Contracts on Chinese and Hong Kong-listed stocks fell with Chicago-traded Nikkei 225 Stock Average futures, while those on the Australian and Korean equity benchmarks climbed.
The S&P 500 was little changed Wednesday after oil's 4.4 per cent plunge on an unexpected uptick in US fuel supplies weighed on energy shares. Crude lingered near US$45 a barrel, while gold climbed for a second day Thursday.
The yen added another 0.4 per cent after rallying from its weakest level this month Wednesday, as Australian bonds rebounded.
Japanese stocks have led the revival in Asian equities this week, erasing losses incurred after the Brexit vote as Prime Minister Shinzo Abe promised a package of fiscal stimulus. In the absence of further details on the plans, speculation Japan could be considering so-called helicopter money percolated, a prospect refuted by Chief Cabinet Secretary Yoshihide Suga.

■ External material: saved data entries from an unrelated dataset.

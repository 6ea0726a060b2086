//! Environment-driven settings for the storefront cart endpoints.

use std::time::Duration;

use crate::{config::CartCookieConfig, error::ConfigError, secret::SessionSecret};

pub const STORE_DOMAIN_VAR: &str = "SHOPIFY_STORE_DOMAIN";
pub const ACCESS_TOKEN_VAR: &str = "SHOPIFY_STOREFRONT_API_TOKEN";
pub const API_VERSION_VAR: &str = "SHOPIFY_STOREFRONT_API_VERSION";
pub const REQUEST_TIMEOUT_VAR: &str = "SHOPIFY_REQUEST_TIMEOUT_SECS";
pub const APP_ENV_VAR: &str = "APP_ENV";

pub const DEFAULT_API_VERSION: &str = "2024-10";

#[derive(Debug, Clone, Copy, Default, PartialEq, Eq)]
pub enum Environment {
    #[default]
    Development,
    Production,
}

impl Environment {
    fn parse(value: Option<&str>) -> Self {
        match value.map(str::trim) {
            Some(v) if v.eq_ignore_ascii_case("production") || v.eq_ignore_ascii_case("prod") => {
                Self::Production
            }
            _ => Self::Development,
        }
    }

    pub fn is_production(self) -> bool {
        self == Self::Production
    }
}

/// Connection details for the storefront GraphQL API.
#[derive(Debug, Clone, PartialEq, Eq)]
pub struct StorefrontSettings {
    pub store_domain: String,
    pub access_token: String,
    pub api_version: String,
    pub request_timeout: Option<Duration>,
}

impl StorefrontSettings {
    pub fn endpoint(&self) -> String {
        format!(
            "https://{}/api/{}/graphql.json",
            self.store_domain, self.api_version
        )
    }
}

#[derive(Debug, Clone)]
pub struct Settings {
    pub secret: SessionSecret,
    pub storefront: StorefrontSettings,
    pub environment: Environment,
}

impl Settings {
    pub fn from_env() -> Result<Self, ConfigError> {
        Self::from_lookup(|name| std::env::var(name).ok())
    }

    /// Build settings from an arbitrary variable lookup, so tests never touch the process
    /// environment.
    pub fn from_lookup<F>(lookup: F) -> Result<Self, ConfigError>
    where
        F: Fn(&str) -> Option<String>,
    {
        let var = |name: &str| lookup(name).filter(|value| !value.trim().is_empty());

        let secret = SessionSecret::from_lookup(&lookup)?;
        let store_domain = var(STORE_DOMAIN_VAR).ok_or(ConfigError::Missing(STORE_DOMAIN_VAR))?;
        let access_token = var(ACCESS_TOKEN_VAR).ok_or(ConfigError::Missing(ACCESS_TOKEN_VAR))?;
        let api_version = var(API_VERSION_VAR).unwrap_or_else(|| DEFAULT_API_VERSION.to_owned());

        let request_timeout = var(REQUEST_TIMEOUT_VAR)
            .map(|raw| {
                raw.trim()
                    .parse::<u64>()
                    .map(Duration::from_secs)
                    .map_err(|err| ConfigError::Invalid {
                        name: REQUEST_TIMEOUT_VAR,
                        reason: err.to_string(),
                    })
            })
            .transpose()?;

        Ok(Self {
            secret,
            storefront: StorefrontSettings {
                store_domain: store_domain.trim().to_owned(),
                access_token,
                api_version,
                request_timeout,
            },
            environment: Environment::parse(var(APP_ENV_VAR).as_deref()),
        })
    }

    /// Cookie attributes for this environment: `Secure` only in production.
    pub fn cookie_config(&self) -> CartCookieConfig {
        CartCookieConfig::default().with_secure(self.environment.is_production())
    }
}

This comes amid expectations the Bank of England will cut interest rates Thursday, in a bid to bolster the UK economy following the decision to leave the European Union. Traders also put the chance of a benchmark rate hike from the Federal Reserve in 2016 at less than 40 per cent, despite signs US growth is accelerating.
"The market has got a bit exhausted after the run up of late," James Audiss, a senior investment adviser at Shaw and Partners in Sydney, which manages about US$7.4 billion, said by phone.
"Investors remain very skittish and it won't take much to rattle sentiment. We're watching the yen-dollar rate really closely after the calls to do helicopter money in Japan got dialed back."
The data slate is relatively full in Asia today, with Singapore to update on gross domestic product and Australia to report on jobs and inflation expectations. South Korea is projected to keep its key rates on hold, and Indonesia issues data on foreign reserves. The BOE will reduce its official rate by 25 basis points, or 0.25 per centage point, to 0.25 per cent, according to the median of 54 economists' estimates collated by Bloomberg.
Japan's currency strengthened to 104.07 per dollar as of 8:56 am in Tokyo, extending last session's 0.2 per cent turnaround which came after the yen's worst two-day selloff since 2014.
A key economic adviser to Abe said Wednesday that boosting fiscal and monetary stimulus at the same time would be a good strategy, though helicopter money - an unorthodox approach which could see the Bank of Japan directly fund government spending - would be a "very risky gamble," Koichi Hamada said in an interview.
The pound dropped 0.2 per cent to US$1.3122 after sinking 0.8 per cent on Wednesday amid Theresa May's elevation as Britain's new prime minister. The Australian and New Zealand dollars were also down 0.2 per cent.
New Zealand's S&P/NZX 50 Index, the first major stock index to start trading each day, added 0.2 per cent, rising for the 12th time in 14 days. Futures on the S&P 500, meanwhile, dropped 0.1 per cent after the US benchmark eked out another record close despite climbing less than 0.1 per cent on Wednesday.
In Australia, futures on the S&P/ASX 200 Index advanced 0.2 per cent with those on the Kospi index in Seoul, while contracts on Hong Kong's Hang Seng and Hang Seng China Enterprises indexes slipped at least 0.1 per cent in most recent trading. FTSE China A50 Index futures were down 0.4 per cent.
Yen-denominated Nikkei 225 futures on the Chicago Mercantile Exchange fell 0.6 per cent early Thursday, dropping to 16,250 after a 1 per cent loss in the previous session. In the Osaka pre-market, however, futures on the Japanese equity measure were up 0.6 per cent to 16,320 amid a 0.3 per cent increase in Singapore-traded Nikkei 225 contracts.